A pilot study presented in Chicago on Sunday at the annual meeting of the American Society of Clinical Oncology shows that the herb ginseng may decrease fatigue in cancer patients.
Experts believe that fatigue is one of the most common and debilitating side effects of cancer and its treatment. "Fatigue is a major complaint for many cancer patients and can greatly affect their quality of life," said Debra Barton, an associate professor of oncology at the Mayo Clinic and the study's leading author.
"Identifying options to effectively treat this serious side effect is an important research priority," she said.
While ginseng is already used by many cancer patients based on animal experiments and anecdotal human evidence that it can increase energy and reduce fatigue, its effectiveness has never been rigorously tested in people. Different ginseng varieties contain different amounts of the steroid-like compounds known as ginsenosides.
The study used Wisconsin ginseng from a single crop, which was tested to confirm a uniform concentration of ginsenosides. The ginseng was powdered and given in capsule form.
The randomized pilot study traced 282 patients for eight weeks in four doses: placebo, 750 mg of ginseng per day, 1,000 mg per day and 2,000 mg per day. Patients had a variety of cancers and a life expectancy of at least six months. Those actively undergoing chemotherapy or radiation treatment at the time of the trial and those who had completed treatment were divided evenly with the different dosages.
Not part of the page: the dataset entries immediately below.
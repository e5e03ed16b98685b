//! Error types for the listing analysis pipeline.
//!
//! Loading and schema problems get their own enums ([`LoadError`] and
//! [`SchemaError`]) so callers can match on them directly; everything is
//! funnelled into [`AnalysisError`] at the pipeline boundary.
//!
//! Errors serialize as `{code, message}` so they can be embedded in JSON
//! output next to a partial report.

use crate::config::ConfigValidationError;
use serde::Serialize;
use serde::ser::SerializeStruct;
use std::path::PathBuf;
use thiserror::Error;

/// Failures while reading the raw listing file.
#[derive(Error, Debug)]
pub enum LoadError {
    /// The input path does not exist.
    #[error("Input file not found: {}", .0.display())]
    NotFound(PathBuf),

    /// The file exists but could not be read.
    #[error("Failed to read '{}': {source}", path.display())]
    Io {
        path: PathBuf,
        #[source]
        source: std::io::Error,
    },

    /// The encoding label is not one `encoding_rs` knows about.
    #[error("Unknown text encoding '{0}'")]
    UnknownEncoding(String),

    /// The CSV reader rejected the decoded content.
    #[error("Failed to parse '{}': {reason}", path.display())]
    Parse { path: PathBuf, reason: String },

    /// The file has no header or no columns.
    #[error("File '{}' contains no columns", .0.display())]
    Empty(PathBuf),
}

/// Problems with the column layout of a table.
#[derive(Error, Debug, Clone, PartialEq, Eq)]
pub enum SchemaError {
    /// Two distinct source columns normalize to the same name.
    #[error("Columns '{first}' and '{second}' both normalize to '{normalized}'")]
    Collision {
        first: String,
        second: String,
        normalized: String,
    },

    /// A header cell is empty after trimming.
    #[error("Column at position {0} has an empty name")]
    EmptyName(usize),

    /// A column required by the analysis is absent.
    #[error("Column '{0}' not found in dataset")]
    MissingColumn(String),
}

/// The main error type for the analysis pipeline.
#[derive(Error, Debug)]
pub enum AnalysisError {
    /// Reading or decoding the input failed.
    #[error(transparent)]
    Load(#[from] LoadError),

    /// The table columns are unusable.
    #[error(transparent)]
    Schema(#[from] SchemaError),

    /// Invalid configuration provided.
    #[error("Invalid configuration: {0}")]
    InvalidConfig(#[from] ConfigValidationError),

    /// A column holds values the requested operation cannot work with.
    #[error("Column '{column}' cannot be used for {operation}: {reason}")]
    UnsupportedColumn {
        column: String,
        operation: String,
        reason: String,
    },

    /// IO error wrapper.
    #[error("IO error: {0}")]
    Io(#[from] std::io::Error),

    /// Polars error wrapper.
    #[error("Polars error: {0}")]
    Polars(#[from] polars::error::PolarsError),

    /// JSON serialization/deserialization error.
    #[error("JSON error: {0}")]
    Json(#[from] serde_json::Error),

    /// Generic error with context.
    #[error("{context}: {source}")]
    WithContext {
        context: String,
        #[source]
        source: Box<AnalysisError>,
    },
}

impl AnalysisError {
    /// Add context to an error.
    pub fn with_context(self, context: impl Into<String>) -> Self {
        AnalysisError::WithContext {
            context: context.into(),
            source: Box::new(self),
        }
    }

    /// Stable error code for scripted consumers of the JSON output.
    pub fn error_code(&self) -> &'static str {
        match self {
            Self::Load(LoadError::NotFound(_)) => "FILE_NOT_FOUND",
            Self::Load(LoadError::UnknownEncoding(_)) => "UNKNOWN_ENCODING",
            Self::Load(_) => "LOAD_ERROR",
            Self::Schema(SchemaError::MissingColumn(_)) => "COLUMN_NOT_FOUND",
            Self::Schema(_) => "SCHEMA_ERROR",
            Self::InvalidConfig(_) => "INVALID_CONFIG",
            Self::UnsupportedColumn { .. } => "UNSUPPORTED_COLUMN",
            Self::Io(_) => "IO_ERROR",
            Self::Polars(_) => "POLARS_ERROR",
            Self::Json(_) => "JSON_ERROR",
            Self::WithContext { source, .. } => source.error_code(),
        }
    }

    /// Check whether this error came from loading the input.
    pub fn is_load_error(&self) -> bool {
        match self {
            Self::Load(_) => true,
            Self::WithContext { source, .. } => source.is_load_error(),
            _ => false,
        }
    }
}

impl Serialize for AnalysisError {
    fn serialize<S>(&self, serializer: S) -> std::result::Result<S::Ok, S::Error>
    where
        S: serde::Serializer,
    {
        let mut state = serializer.serialize_struct("AnalysisError", 2)?;
        state.serialize_field("code", &self.error_code())?;
        state.serialize_field("message", &self.to_string())?;
        state.end()
    }
}

/// Result type alias for analysis operations.
pub type Result<T> = std::result::Result<T, AnalysisError>;

/// Extension trait for adding context to Results.
pub trait ResultExt<T> {
    /// Add context to an error result.
    fn context(self, context: impl Into<String>) -> Result<T>;
}

impl<T> ResultExt<T> for Result<T> {
    fn context(self, context: impl Into<String>) -> Result<T> {
        self.map_err(|e| e.with_context(context))
    }
}

impl<T> ResultExt<T> for std::result::Result<T, polars::error::PolarsError> {
    fn context(self, context: impl Into<String>) -> Result<T> {
        self.map_err(|e| AnalysisError::Polars(e).with_context(context))
    }
}

impl<T> ResultExt<T> for std::result::Result<T, SchemaError> {
    fn context(self, context: impl Into<String>) -> Result<T> {
        self.map_err(|e| AnalysisError::Schema(e).with_context(context))
    }
}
All patients had a history of fatigue, from which they had suffered at least for the previous month. Although fatigue can be caused by both cancer treatment and cancer itself, this study did not differentiate between the two. The study measured fatigue in several ways in order to capture the different aspects of cancer patient fatigue.
Patients were surveyed about their levels of fatigue at the beginning of the study, at four weeks and at eight weeks. The 1,000 mg and 2,000 mg doses of ginseng were associated with a greater reduction in fatigue than the 750 mg doses and the placebo.
Twenty-five percent of patients taking 1,000 mg and 27 percent of patients taking 2,000 mg of ginseng reported that their fatigue levels were "moderately better" or "much better," compared to 10 percent of patients taking 750 mg of ginseng and the same proportion taking the placebo.
"While the results of this study are very promising, further studies are needed to determine the definitive benefit, and we cannot recommend routine use of ginseng for fatigue in cancer patients at this time," Dr. Barton added.
"Because this was a pilot study, we cannot be certain that ginseng really works to decrease fatigue... Further study will also help us determine which patients are most likely to benefit."
The authors also cautioned against store-bought ginseng supplements, citing the lack of regulation and inconsistent quality, which may cause safety problems.